Suppression de la taxe professionnelle : des pistes de substitution

Par Laurent Chatel, Avocat Associé de CMS Bureau Francis Lefebvre.

L'annonce du président de la République de supprimer la taxe professionnelle en 2010 a créé un vif espoir chez les entreprises, et une sourde angoisse chez les collectivités locales. Comment concilier leurs intérêts?? N'oublions pas que l'État est le premier contributeur de la taxe professionnelle au travers des dégrèvements qu'il accorde (soit un tiers de la taxe émise).
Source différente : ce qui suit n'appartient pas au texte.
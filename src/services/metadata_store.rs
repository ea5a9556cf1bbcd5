//! Metadata persistence for deployments, release pointers and packages.
//!
//! Every piece of shared mutable state is guarded inside SQLite itself:
//! deployment versions are created under a UNIQUE constraint, pointers are
//! advanced by compare-and-swap, and labels come from an atomic counter.
//! A package is marked activated in the same transaction that first points a
//! version at it, so orphans are exactly the packages never activated.

use crate::models::{
    deployment::Deployment,
    deployment_version::DeploymentVersion,
    package::{NewPackage, Package, RELEASE_METHOD_UPLOAD},
};
use async_trait::async_trait;
use chrono::Utc;
use sqlx::SqlitePool;
use std::sync::Arc;
use tracing::debug;

const INIT_MIGRATION: &str = include_str!("../../migrations/0001_init.sql");

const PACKAGE_COLUMNS: &str = "id, deployment_id, app_version, description, package_hash, \
     blob_url, manifest_blob_url, size, label, is_mandatory, release_method, released_by, created_at, \
     activated_at";

const VERSION_COLUMNS: &str =
    "id, deployment_id, app_version, is_mandatory, current_package_id, created_at";

/// Transactional metadata operations the release pipeline depends on.
///
/// Implementations must stay consistent under concurrent callers in
/// separate processes.
#[async_trait]
pub trait MetadataStore: Send + Sync {
    async fn find_deployment(&self, deployment_id: i64) -> sqlx::Result<Option<Deployment>>;

    async fn create_deployment(&self, name: &str) -> sqlx::Result<Deployment>;

    async fn find_deployment_version(
        &self,
        deployment_id: i64,
        app_version: &str,
    ) -> sqlx::Result<Option<DeploymentVersion>>;

    /// Create the row for the pair if missing and return whichever row won.
    async fn create_deployment_version(
        &self,
        deployment_id: i64,
        app_version: &str,
    ) -> sqlx::Result<DeploymentVersion>;

    /// Point the version at `package_id` if its pointer still equals
    /// `expected_current`, marking the package activated. Returns false when
    /// the swap did not happen; nothing is written in that case.
    async fn advance_deployment_version(
        &self,
        version_id: i64,
        expected_current: Option<i64>,
        package_id: i64,
        is_mandatory: bool,
    ) -> sqlx::Result<bool>;

    async fn find_package_by_id(&self, package_id: i64) -> sqlx::Result<Option<Package>>;

    async fn find_package_by_label(
        &self,
        deployment_id: i64,
        label: &str,
    ) -> sqlx::Result<Option<Package>>;

    async fn list_packages(
        &self,
        deployment_id: i64,
        app_version: &str,
    ) -> sqlx::Result<Vec<Package>>;

    async fn create_package(&self, package: NewPackage) -> sqlx::Result<Package>;

    /// Atomically bump and return the deployment's label counter.
    /// `None` when the deployment does not exist.
    async fn next_label(&self, deployment_id: i64) -> sqlx::Result<Option<i64>>;

    /// Packages no version was ever pointed at, i.e. rows created by a
    /// release whose pointer update never landed. A release still between
    /// `create_package` and its pointer swap shows up here briefly.
    async fn list_orphaned_packages(&self, deployment_id: i64) -> sqlx::Result<Vec<Package>>;

    async fn health_check(&self) -> sqlx::Result<()>;
}

/// SQLite-backed metadata store.
#[derive(Clone)]
pub struct SqliteMetadataStore {
    pub db: Arc<SqlitePool>,
}

impl SqliteMetadataStore {
    pub fn new(db: Arc<SqlitePool>) -> Self {
        Self { db }
    }

    /// Apply the embedded schema. Statements are idempotent.
    pub async fn migrate(&self) -> sqlx::Result<usize> {
        let statements = INIT_MIGRATION
            .split(';')
            .map(str::trim)
            .filter(|s| !s.is_empty())
            .collect::<Vec<_>>();

        for stmt in &statements {
            debug!("Executing migration SQL: {}", stmt);
            sqlx::query(stmt).execute(&*self.db).await?;
        }
        Ok(statements.len())
    }
}

#[async_trait]
impl MetadataStore for SqliteMetadataStore {
    async fn find_deployment(&self, deployment_id: i64) -> sqlx::Result<Option<Deployment>> {
        sqlx::query_as::<_, Deployment>(
            "SELECT id, name, label_id, created_at FROM deployments WHERE id = ?",
        )
        .bind(deployment_id)
        .fetch_optional(&*self.db)
        .await
    }

    async fn create_deployment(&self, name: &str) -> sqlx::Result<Deployment> {
        sqlx::query_as::<_, Deployment>(
            "INSERT INTO deployments (name, label_id, created_at) VALUES (?, 0, ?)
             RETURNING id, name, label_id, created_at",
        )
        .bind(name)
        .bind(Utc::now())
        .fetch_one(&*self.db)
        .await
    }

    async fn find_deployment_version(
        &self,
        deployment_id: i64,
        app_version: &str,
    ) -> sqlx::Result<Option<DeploymentVersion>> {
        sqlx::query_as::<_, DeploymentVersion>(&format!(
            "SELECT {} FROM deployment_versions
             WHERE deployment_id = ? AND app_version = ?",
            VERSION_COLUMNS
        ))
        .bind(deployment_id)
        .bind(app_version)
        .fetch_optional(&*self.db)
        .await
    }

    async fn create_deployment_version(
        &self,
        deployment_id: i64,
        app_version: &str,
    ) -> sqlx::Result<DeploymentVersion> {
        let inserted = sqlx::query(
            "INSERT INTO deployment_versions
                (deployment_id, app_version, is_mandatory, current_package_id, created_at)
             VALUES (?, ?, 0, NULL, ?)
             ON CONFLICT (deployment_id, app_version) DO NOTHING",
        )
        .bind(deployment_id)
        .bind(app_version)
        .bind(Utc::now())
        .execute(&*self.db)
        .await?;

        if inserted.rows_affected() == 0 {
            debug!(
                "deployment version ({}, {}) already existed, reusing it",
                deployment_id, app_version
            );
        }

        self.find_deployment_version(deployment_id, app_version)
            .await?
            .ok_or(sqlx::Error::RowNotFound)
    }

    async fn advance_deployment_version(
        &self,
        version_id: i64,
        expected_current: Option<i64>,
        package_id: i64,
        is_mandatory: bool,
    ) -> sqlx::Result<bool> {
        let mut tx = self.db.begin().await?;

        // `IS` compares NULL-safely, so an unset pointer can be swapped too.
        let swapped = sqlx::query(
            "UPDATE deployment_versions
             SET current_package_id = ?, is_mandatory = ?
             WHERE id = ? AND current_package_id IS ?",
        )
        .bind(package_id)
        .bind(is_mandatory)
        .bind(version_id)
        .bind(expected_current)
        .execute(&mut *tx)
        .await?;

        if swapped.rows_affected() != 1 {
            tx.rollback().await?;
            return Ok(false);
        }

        sqlx::query(
            "UPDATE packages SET activated_at = COALESCE(activated_at, ?) WHERE id = ?",
        )
        .bind(Utc::now())
        .bind(package_id)
        .execute(&mut *tx)
        .await?;

        tx.commit().await?;
        Ok(true)
    }

    async fn find_package_by_id(&self, package_id: i64) -> sqlx::Result<Option<Package>> {
        sqlx::query_as::<_, Package>(&format!(
            "SELECT {} FROM packages WHERE id = ?",
            PACKAGE_COLUMNS
        ))
        .bind(package_id)
        .fetch_optional(&*self.db)
        .await
    }

    async fn find_package_by_label(
        &self,
        deployment_id: i64,
        label: &str,
    ) -> sqlx::Result<Option<Package>> {
        sqlx::query_as::<_, Package>(&format!(
            "SELECT {} FROM packages WHERE deployment_id = ? AND label = ?",
            PACKAGE_COLUMNS
        ))
        .bind(deployment_id)
        .bind(label)
        .fetch_optional(&*self.db)
        .await
    }

    async fn list_packages(
        &self,
        deployment_id: i64,
        app_version: &str,
    ) -> sqlx::Result<Vec<Package>> {
        sqlx::query_as::<_, Package>(&format!(
            "SELECT {} FROM packages
             WHERE deployment_id = ? AND app_version = ?
             ORDER BY id ASC",
            PACKAGE_COLUMNS
        ))
        .bind(deployment_id)
        .bind(app_version)
        .fetch_all(&*self.db)
        .await
    }

    async fn create_package(&self, package: NewPackage) -> sqlx::Result<Package> {
        sqlx::query_as::<_, Package>(&format!(
            "INSERT INTO packages (
                deployment_id, app_version, description, package_hash, blob_url,
                manifest_blob_url, size, label, is_mandatory, release_method,
                released_by, created_at
             ) VALUES (?, ?, ?, ?, ?, ?, ?, ?, ?, ?, ?, ?)
             RETURNING {}",
            PACKAGE_COLUMNS
        ))
        .bind(package.deployment_id)
        .bind(&package.app_version)
        .bind(&package.description)
        .bind(&package.package_hash)
        .bind(&package.blob_url)
        .bind(&package.manifest_blob_url)
        .bind(package.size)
        .bind(&package.label)
        .bind(package.is_mandatory)
        .bind(RELEASE_METHOD_UPLOAD)
        .bind(&package.released_by)
        .bind(Utc::now())
        .fetch_one(&*self.db)
        .await
    }

    async fn next_label(&self, deployment_id: i64) -> sqlx::Result<Option<i64>> {
        sqlx::query_scalar::<_, i64>(
            "UPDATE deployments SET label_id = label_id + 1 WHERE id = ? RETURNING label_id",
        )
        .bind(deployment_id)
        .fetch_optional(&*self.db)
        .await
    }

    async fn list_orphaned_packages(&self, deployment_id: i64) -> sqlx::Result<Vec<Package>> {
        sqlx::query_as::<_, Package>(&format!(
            "SELECT {} FROM packages
             WHERE deployment_id = ? AND activated_at IS NULL
             ORDER BY id ASC",
            PACKAGE_COLUMNS
        ))
        .bind(deployment_id)
        .fetch_all(&*self.db)
        .await
    }

    async fn health_check(&self) -> sqlx::Result<()> {
        let one = sqlx::query_scalar::<_, i64>("SELECT 1")
            .fetch_one(&*self.db)
            .await?;
        if one == 1 {
            Ok(())
        } else {
            Err(sqlx::Error::Protocol(format!("unexpected result: {}", one)))
        }
    }
}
Comme l'a souligné le président, il serait illusoire de penser réformer la taxe professionnelle sans s'attaquer aussi à la réforme des finances des collectivités locales, lourde tâche à accomplir d'ici le 31 décembre 2009. Mais espérons qu'il ne s'agit pas d'une annonce sans lendemain, nombre de contraintes étant susceptibles de décourager les partisans de la suppression de cette taxe.

Depuis la modification de la constitution de 2002, les collectivités locales ont l'obligation de déterminer leurs ressources et de voter l'impôt. Aussi ne peut-on proposer un impôt de substitution comportant un calcul global au niveau de chaque contribuable. Dès lors, la réforme doit-elle être envisagée avec celle des autres impôts locaux, compte tenu des aberrations que comportent aujourd'hui les évaluations foncières.

Rappelons que la fiscalité locale génère une manne fiscale supérieure à l'impôt sur les sociétés (88 milliards contre 64). En vingt ans, les impôts locaux ont explosé, avec une augmentation de 354 %, passant de 22 milliards en 1986 à 79 milliards en 2007.

Quelle collectivité acceptera le maintien ou l'implantation d'un industriel, par principe générateur de nuisance, mais tellement rémunérateur en fiscalité locale, si les installations sur son sol ne lui procurent plus aucun avantage??

La taxe carbone annoncée comme impôt de substitution risque d'être aussi impopulaire que la taxe professionnelle, voire davantage en ces temps de crise, en particulier si elle frappe aussi les ménages. La tentation sera forte de critiquer ce basculement de la charge fiscale des entreprises vers les ménages. D'autre part, comment définir un impôt frappant les produits de la même façon suivant qu'ils sont produits en France ou à l'étranger??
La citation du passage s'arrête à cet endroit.